🤖 AI Summary
This work addresses the challenge of generating high-quality images with text-to-image diffusion models under severely limited sampling steps, a setting where existing training-free acceleration methods lack systematic comparison and compatibility analysis. By leveraging the Frenet-Serret formulas from differential geometry, this study is the first to reveal the geometric properties of diffusion trajectories and identifies sampling time scheduling as a critical factor governing generation quality. Building on this insight, the authors propose the Total Rotation Uniform Scheduling (TORS) strategy, a training-free approach that achieves high-fidelity image synthesis in as few as 10 sampling steps on both Flux.1-Dev and Stable Diffusion 3.5. TORS demonstrates strong generalization across novel architectures, hyperparameters, and downstream tasks.
📝 Abstract
Text-to-image diffusion models have achieved unprecedented success but still struggle to produce high-quality results under limited sampling budgets.
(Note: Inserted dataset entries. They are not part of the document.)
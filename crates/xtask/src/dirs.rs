//! Platform-specific directory utilities

use anyhow::{Context, Result};
use std::path::{Path, PathBuf};

use runtime::RuntimeConfig;

/// Get the data directory holding persisted games
///
/// `SAVE_DATA_DIR` wins when set. Otherwise follows platform conventions:
/// - macOS: `~/Library/Application Support/tokenline`
/// - Linux: `~/.local/share/tokenline` (or `$XDG_DATA_HOME/tokenline`)
/// - Windows: `%APPDATA%\tokenline`
/// - Fallback: `./save_data`
pub fn data_dir() -> PathBuf {
    if let Some(dir) = RuntimeConfig::from_env().data_dir {
        return dir;
    }

    directories::ProjectDirs::from("", "", "tokenline")
        .map(|dirs| dirs.data_dir().to_path_buf())
        .unwrap_or_else(|| PathBuf::from("./save_data"))
}

/// Most recently modified game directory under `data_dir`
pub fn find_latest_game(data_dir: &Path) -> Result<String> {
    let mut games = Vec::new();

    for entry in std::fs::read_dir(data_dir)
        .with_context(|| format!("Failed to read data directory: {}", data_dir.display()))?
    {
        let entry = entry?;
        let path = entry.path();

        if path.is_dir()
            && let Some(name) = path.file_name().and_then(|n| n.to_str())
        {
            let modified = entry.metadata()?.modified()?;
            games.push((name.to_string(), modified));
        }
    }

    // Newest first
    games.sort_by(|a, b| b.1.cmp(&a.1));

    games
        .into_iter()
        .next()
        .map(|(name, _)| name)
        .with_context(|| format!("No games found in {}", data_dir.display()))
}
//! Public runtime API surface.
//!
//! This module gathers the types exposed to consumers of the runtime crate so
//! other layers can stay focused on orchestration, workers, or persistence.

pub mod errors;
pub mod handle;

pub use errors::{DataIntegrityError, Result, RuntimeError, SessionError, ValidationError};
pub use handle::GameHandle;
//! Append-only log file with truncation support.
//!
//! `FileLog<T>` stores any serializable item using the format:
//! ```text
//! [u32 length][bincode serialized T]
//! [u32 length][bincode serialized T]
//! ...
//! ```
//! The byte offset of every entry is cached when the file is opened, so
//! truncating to `n` entries is a single `set_len` call.

use std::fs::{File, OpenOptions};
use std::io::{Read, Seek, SeekFrom, Write};
use std::marker::PhantomData;
use std::path::{Path, PathBuf};

use serde::{Serialize, de::DeserializeOwned};

use crate::repository::{RepositoryError, Result};

pub struct FileLog<T> {
    path: PathBuf,
    file: File,
    /// Start offset of each entry.
    offsets: Vec<u64>,
    /// Offset one past the last entry.
    end: u64,
    _phantom: PhantomData<T>,
}

impl<T> FileLog<T>
where
    T: Serialize + DeserializeOwned,
{
    /// Opens `path`, creating it (and its parent directories) if missing.
    ///
    /// Every existing entry is decoded once to build the offset index; a
    /// trailing partial record is reported as corruption.
    pub fn open_or_create(path: impl AsRef<Path>) -> Result<Self> {
        let path = path.as_ref().to_path_buf();
        if let Some(parent) = path.parent() {
            std::fs::create_dir_all(parent)?;
        }

        let mut file = OpenOptions::new()
            .create(true)
            .truncate(false)
            .read(true)
            .write(true)
            .open(&path)?;

        let mut bytes = Vec::new();
        file.read_to_end(&mut bytes)?;
        let offsets = Self::index(&path, &bytes)?;
        let end = bytes.len() as u64;

        tracing::debug!(
            target: "runtime::repository",
            path = %path.display(),
            entries = offsets.len(),
            "opened log"
        );

        Ok(Self {
            path,
            file,
            offsets,
            end,
            _phantom: PhantomData,
        })
    }

    fn index(path: &Path, bytes: &[u8]) -> Result<Vec<u64>> {
        Ok(Self::decode(path, bytes)?
            .into_iter()
            .map(|(offset, _)| offset)
            .collect())
    }

    /// Decodes every record in `bytes`, pairing each with its relative offset.
    fn decode(path: &Path, bytes: &[u8]) -> Result<Vec<(u64, T)>> {
        let mut items = Vec::new();
        let mut cursor = 0usize;
        while cursor < bytes.len() {
            let header = bytes.get(cursor..cursor + 4).ok_or_else(|| {
                RepositoryError::CorruptedData(format!(
                    "{}: truncated length prefix at offset {}",
                    path.display(),
                    cursor
                ))
            })?;
            let mut len_bytes = [0u8; 4];
            len_bytes.copy_from_slice(header);
            let len = u32::from_le_bytes(len_bytes) as usize;

            let body = bytes.get(cursor + 4..cursor + 4 + len).ok_or_else(|| {
                RepositoryError::CorruptedData(format!(
                    "{}: partial entry at offset {} (expected {} bytes)",
                    path.display(),
                    cursor,
                    len
                ))
            })?;
            let item = bincode::deserialize::<T>(body).map_err(|e| {
                RepositoryError::CorruptedData(format!(
                    "{}: undecodable entry at offset {}: {}",
                    path.display(),
                    cursor,
                    e
                ))
            })?;

            items.push((cursor as u64, item));
            cursor += 4 + len;
        }
        Ok(items)
    }

    /// Number of entries in the log.
    pub fn len(&self) -> u64 {
        self.offsets.len() as u64
    }

    pub fn is_empty(&self) -> bool {
        self.offsets.is_empty()
    }

    /// Appends `item` and syncs it to disk. Returns the entry's byte offset.
    pub fn append(&mut self, item: &T) -> Result<u64> {
        let offset = self.end;
        let bytes = bincode::serialize(item)?;
        let len = u32::try_from(bytes.len()).map_err(|_| {
            RepositoryError::Serialization(format!("entry of {} bytes is too large", bytes.len()))
        })?;

        let mut record = Vec::with_capacity(4 + bytes.len());
        record.extend_from_slice(&len.to_le_bytes());
        record.extend_from_slice(&bytes);

        self.file.seek(SeekFrom::Start(offset))?;
        self.file.write_all(&record)?;
        self.file.sync_data()?;

        self.offsets.push(offset);
        self.end = offset + record.len() as u64;
        Ok(offset)
    }

    /// Reads every entry from index `skip` (0-based) to the end.
    pub fn read_from(&mut self, skip: u64) -> Result<Vec<T>> {
        let Some(&start) = self.offsets.get(skip as usize) else {
            return Ok(Vec::new());
        };

        let mut bytes = vec![0u8; (self.end - start) as usize];
        self.file.seek(SeekFrom::Start(start))?;
        self.file.read_exact(&mut bytes)?;

        Ok(Self::decode(&self.path, &bytes)?
            .into_iter()
            .map(|(_, item)| item)
            .collect())
    }

    /// Keeps the first `len` entries and discards the rest.
    pub fn truncate(&mut self, len: u64) -> Result<()> {
        let Some(&cut) = self.offsets.get(len as usize) else {
            return Ok(());
        };
        self.file.set_len(cut)?;
        self.file.sync_data()?;
        self.offsets.truncate(len as usize);
        self.end = cut;

        tracing::debug!(
            target: "runtime::repository",
            path = %self.path.display(),
            entries = len,
            "truncated log"
        );
        Ok(())
    }

    pub fn path(&self) -> &Path {
        &self.path
    }
}

#[cfg(test)]
mod tests {
    use super::*;
    use serde::{Deserialize, Serialize};
    use tempfile::TempDir;

    #[derive(Debug, Clone, PartialEq, Serialize, Deserialize)]
    struct TestItem {
        id: u64,
        name: String,
    }

    fn item(id: u64) -> TestItem {
        TestItem {
            id,
            name: format!("item-{id}"),
        }
    }

    #[test]
    fn append_read_and_reopen() {
        let temp_dir = TempDir::new().unwrap();
        let path = temp_dir.path().join("nested").join("test.log");

        let mut log = FileLog::<TestItem>::open_or_create(&path).unwrap();
        assert_eq!(log.append(&item(1)).unwrap(), 0);
        log.append(&item(2)).unwrap();
        log.append(&item(3)).unwrap();
        drop(log);

        let mut reopened = FileLog::<TestItem>::open_or_create(&path).unwrap();
        assert_eq!(reopened.len(), 3);
        assert_eq!(reopened.read_from(1).unwrap(), vec![item(2), item(3)]);
        assert!(reopened.read_from(3).unwrap().is_empty());
    }

    #[test]
    fn truncate_then_append_overwrites_tail() {
        let temp_dir = TempDir::new().unwrap();
        let path = temp_dir.path().join("test.log");

        let mut log = FileLog::<TestItem>::open_or_create(&path).unwrap();
        for id in 1..=4 {
            log.append(&item(id)).unwrap();
        }
        log.truncate(2).unwrap();
        log.append(&item(9)).unwrap();
        drop(log);

        let mut reopened = FileLog::<TestItem>::open_or_create(&path).unwrap();
        assert_eq!(
            reopened.read_from(0).unwrap(),
            vec![item(1), item(2), item(9)]
        );
    }

    #[test]
    fn partial_trailing_record_is_corruption() {
        let temp_dir = TempDir::new().unwrap();
        let path = temp_dir.path().join("test.log");

        let mut log = FileLog::<TestItem>::open_or_create(&path).unwrap();
        log.append(&item(1)).unwrap();
        drop(log);

        let mut file = OpenOptions::new().append(true).open(&path).unwrap();
        file.write_all(&[40, 0, 0, 0, 1, 2]).unwrap();
        drop(file);

        assert!(matches!(
            FileLog::<TestItem>::open_or_create(&path),
            Err(RepositoryError::CorruptedData(_))
        ));
    }
}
Existing training-free sampling acceleration methods are typically developed independently, leaving the overall performance and compatibility among these methods unexplored. In this paper, we bridge this gap by systematically elucidating the design space, and our comprehensive experiments identify the sampling time schedule as the most pivotal factor. Inspired by the geometric properties of diffusion models revealed through the Frenet-Serret formulas, we propose constant total rotation schedule (TORS), a scheduling strategy that ensures uniform geometric variation along the sampling trajectory. TORS outperforms previous training-free acceleration methods and produces high-quality images with 10 sampling steps on Flux.1-Dev and Stable Diffusion 3.5. Extensive experiments underscore the adaptability of our method to unseen models, hyperparameters, and downstream applications.